Kitap okumadan uzak korku çağında kitap kokusu çılgınlığı başlar. Bu koku peşinde koşma ve bunu bulamıyorsa geceleri sayıklama da vardır yazar olmanın keşif masasında. Yazmayarak kendinden kaçan insan tanımaz bu kokuyu ve bu koku gelince sarsılmaz. Eski çağlarda gizli saklı kitap okuyanlar, okudukları için suçlanarak yakılan insanlar oldu.

Sorgulama yapılmıyordu bu insanlar içeriye alındıklarında.

Eski kitaplar, bu kişilere yaklaştırılıyor ve fakat kitaplar bu insanların ellerine verilmiyordu. Bir kitap işkencesiydi bu.

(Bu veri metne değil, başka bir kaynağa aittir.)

//! HTTP handlers for notification endpoints

use axum::{
    extract::{Path, Query, State},
    Json,
};
use serde::Serialize;
use uuid::Uuid;

use crate::error::AppResult;
use crate::middleware::CurrentUser;
use crate::services::notification::{ListNotificationsQuery, Notification, NotificationService};
use crate::AppState;

#[derive(Debug, Serialize)]
pub struct UnreadCountResponse {
    pub count: i64,
}

#[derive(Debug, Serialize)]
pub struct MarkAllReadResponse {
    pub marked: i64,
}

/// Get notifications of the current user
pub async fn get_notifications(
    State(state): State<AppState>,
    CurrentUser(user): CurrentUser,
    Query(query): Query<ListNotificationsQuery>,
) -> AppResult<Json<Vec<Notification>>> {
    let service = NotificationService::new(state.db, &state.config);
    let notifications = service.list_notifications(user.user_id, query).await?;
    Ok(Json(notifications))
}

/// Get unread notification count
pub async fn get_unread_count(
    State(state): State<AppState>,
    CurrentUser(user): CurrentUser,
) -> AppResult<Json<UnreadCountResponse>> {
    let service = NotificationService::new(state.db, &state.config);
    let count = service.get_unread_count(user.user_id).await?;
    Ok(Json(UnreadCountResponse { count }))
}

/// Mark a notification as read
pub async fn mark_as_read(
    State(state): State<AppState>,
    CurrentUser(user): CurrentUser,
    Path(notification_id): Path<Uuid>,
) -> AppResult<Json<()>> {
    let service = NotificationService::new(state.db, &state.config);
    service.mark_as_read(user.user_id, notification_id).await?;
    Ok(Json(()))
}

/// Mark all notifications as read
pub async fn mark_all_as_read(
    State(state): State<AppState>,
    CurrentUser(user): CurrentUser,
) -> AppResult<Json<MarkAllReadResponse>> {
    let service = NotificationService::new(state.db, &state.config);
    let marked = service.mark_all_as_read(user.user_id).await?;
    Ok(Json(MarkAllReadResponse { marked }))
}

/// Run the delayed, upcoming and low stock checks
pub async fn generate_notifications(
    State(state): State<AppState>,
    CurrentUser(user): CurrentUser,
) -> AppResult<Json<Vec<Notification>>> {
    let service = NotificationService::new(state.db, &state.config);
    let created = service.generate(user.user_id).await?;
    Ok(Json(created))
}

Bunları kara mizah sananlar olacaktır. Evet kara mizah! Kara mizah güldürmez, rahatsız eder ve bunun için de kara mizahtır, diyenler çıkacaktır. Bu satırların yazarı diyor ki; kara mizah güldürmüyorsa, ağlatır. Dahası var!

Kitap okusunu alıp kitaba el süremeyenlerin bazıları çıldırır, buradan yakılmaya göderilirdi; onlara büyücü ve cadı yaftası takılırdı. O insan bugün de var! Şimdi teknolojik yıkım tehditi karşısındaki yine o insandır. Kitap, kağıt, mürekkep kokusu almadan yazmanın yollarını arayan da o.

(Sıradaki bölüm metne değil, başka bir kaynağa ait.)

//! ERP back-office - Backend Server
//!
//! Customers, products, orders with status-driven stock movements, a
//! planning calendar and in-app notifications, served as a JSON API.

use axum::{routing::get, Router};
use sqlx::postgres::PgPoolOptions;
use std::{net::SocketAddr, sync::Arc, time::Duration};
use tower_http::{
    cors::{Any, CorsLayer},
    trace::TraceLayer,
};
use tracing_subscriber::{layer::SubscriberExt, util::SubscriberInitExt};

mod config;
mod error;
mod extract;
mod handlers;
mod middleware;
mod routes;
mod services;

pub use config::Config;

/// Application state shared across handlers
#[derive(Clone)]
pub struct AppState {
    pub db: sqlx::PgPool,
    pub config: Arc<Config>,
}

#[tokio::main]
async fn main() -> anyhow::Result<()> {
    // Initialize tracing
    tracing_subscriber::registry()
        .with(
            tracing_subscriber::EnvFilter::try_from_default_env()
                .unwrap_or_else(|_| "erp_server=debug,tower_http=debug,sqlx=warn".into()),
        )
        .with(tracing_subscriber::fmt::layer())
        .init();

    // Load configuration
    dotenvy::dotenv().ok();
    let config = config::Config::load()?;

    tracing::info!("Starting ERP back-office server");
    tracing::info!("Environment: {}", config.environment);

    // Create database connection pool
    tracing::info!("Connecting to database...");
    let db_pool = PgPoolOptions::new()
        .max_connections(config.database.max_connections)
        .min_connections(config.database.min_connections)
        .acquire_timeout(Duration::from_secs(30))
        .connect(&config.database.url)
        .await?;

    tracing::info!("Database connection established");

    // Run migrations in development
    if config.environment == "development" {
        tracing::info!("Running database migrations...");
        sqlx::migrate!("./migrations").run(&db_pool).await?;
        tracing::info!("Migrations completed");
    }

    let addr: SocketAddr = format!("{}:{}", config.server.host, config.server.port).parse()?;

    // Create application state
    let state = AppState {
        db: db_pool,
        config: Arc::new(config),
    };

    // Build application
    let app = create_app(state);

    // Start server
    tracing::info!("Listening on {}", addr);

    let listener = tokio::net::TcpListener::bind(addr).await?;
    axum::serve(listener, app).await?;

    Ok(())
}

/// Create the application router with all routes and middleware
fn create_app(state: AppState) -> Router {
    // CORS configuration
    let cors = CorsLayer::new()
        .allow_origin(Any)
        .allow_methods(Any)
        .allow_headers(Any);

    Router::new()
        .route("/", get(root))
        .route("/health", get(handlers::health_check))
        .nest("/api/v1", routes::api_routes(state.clone()))
        .layer(TraceLayer::new_for_http())
        .layer(cors)
        .with_state(state)
}

/// Root endpoint
async fn root() -> &'static str {
    "ERP back-office API v1"
}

Şimdi 'Elyazmaları' adlı öyküyü kaldığı yerden izleyelim.
Sevgi, İçtenlik...
Tekin SonMez, 2 Mayıs 2010'O yıl annem ve babam, erken giden kışın ardı sıra açılan kitap pazarından çok yüklü kitaplar aldılar. Bunların büyük bir bölümü deve, katır ve hacı kervanlarıyla Doğu’dan geldi.

'Beş yıl önce ısmarlanan elyazmaları ve bir bölümü taşbaskı olduğu için annem ve babam her ikisi de çok heyecanlıydı. o kitapların hangi dilde yazıldıklarını sorsanız söyleyemem.

'Dünyanın ilk dilleri, ilk alfabeleri neyse onlar da o dillerle yazılmış olmalılar. Şimdi her sabah ilkin onların bulundukları bölmeyi geziyorum. İlk atladığım eşik onlarındır.

'Bu kitaplar evimizin odalarındaki raflarda duruyor. Erken giden kar sonrası yaşanan hengameli bahar, yaz ve güzden sonra erken gelen karla insanlar yuvalarına döndü. En çok sayıda kitap o kış okundu. Galiba son kış oldu bu. Artık, kimsenin gelip bu papirüsleri okuduğu yok.

'Yazı peşinde koşan seyyahlar tarafından kapımız da açılmıyor. Nereye gitti kitap seyyahları, bilen yok.'

Elyazmaları, Tekin SonMez, Kars Platosu Öyküleri, NİS Media Ya, ilk bası 2004, İst.